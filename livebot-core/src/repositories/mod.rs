pub mod json;

pub use json::{JsonGuildConfigRepository, JsonStreamStateRepository};
// File: livebot-common/src/traits/repository_traits.rs

use async_trait::async_trait;

use crate::models::{GuildConfig, Platform, StreamState, StreamStateUpdate, WatchEntry, WatchedChannels};

/// Storage contract for per-guild notification settings and watch
/// lists. Persistence failures are the repository's problem: they are
/// logged and swallowed, and the in-memory state stays authoritative,
/// so these methods do not return errors.
#[async_trait]
pub trait GuildConfigRepository: Send + Sync {
    /// Fetches a guild's configuration, creating the default lazily on
    /// first access.
    async fn get_or_create(&self, guild_id: &str) -> GuildConfig;

    async fn set_notify_channel(&self, guild_id: &str, channel_id: &str, mentions_enabled: bool);

    /// Returns false when the (platform, identifier) pair is already
    /// watched by this guild.
    async fn add_watch(&self, guild_id: &str, platform: Platform, identifier: &str) -> bool;

    /// Returns false when nothing was removed.
    async fn remove_watch(&self, guild_id: &str, platform: Platform, identifier: &str) -> bool;

    async fn watch_list(&self, guild_id: &str) -> Vec<WatchEntry>;

    /// Toggles VOD capture for an already-watched entry. Returns false
    /// when the entry is not on this guild's watch list.
    async fn set_vod_enabled(
        &self,
        guild_id: &str,
        platform: Platform,
        identifier: &str,
        enabled: bool,
    ) -> bool;

    async fn all_guilds(&self) -> Vec<(String, GuildConfig)>;

    /// The distinct channel set to probe, unioned across guilds that
    /// have a notification channel configured. Guilds without one are
    /// excluded on purpose: there is nowhere to deliver for them.
    async fn get_all_watched_channels(&self) -> WatchedChannels;

    /// OR-reduced across all guilds: any one guild enabling VOD capture
    /// turns it on for the channel.
    async fn should_download_vod(&self, platform: Platform, identifier: &str) -> bool;
}

/// Global last-known liveness per (platform, identifier).
#[async_trait]
pub trait StreamStateRepository: Send + Sync {
    /// Absent keys read as the default state (offline, never notified);
    /// never an error.
    async fn get(&self, platform: Platform, identifier: &str) -> StreamState;

    /// Shallow-merges `update` over the stored state and persists
    /// before returning, so a read after this call never sees the old
    /// value.
    async fn update(&self, platform: Platform, identifier: &str, update: StreamStateUpdate);
}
● ● ● ● ● ● ●
After locating the line that contains "identifier: &str, update: StreamStateUpdate);", print that line and every one after it through the last line of the listing, exactly.

    async fn update(&self, platform: Platform, identifier: &str, update: StreamStateUpdate);
}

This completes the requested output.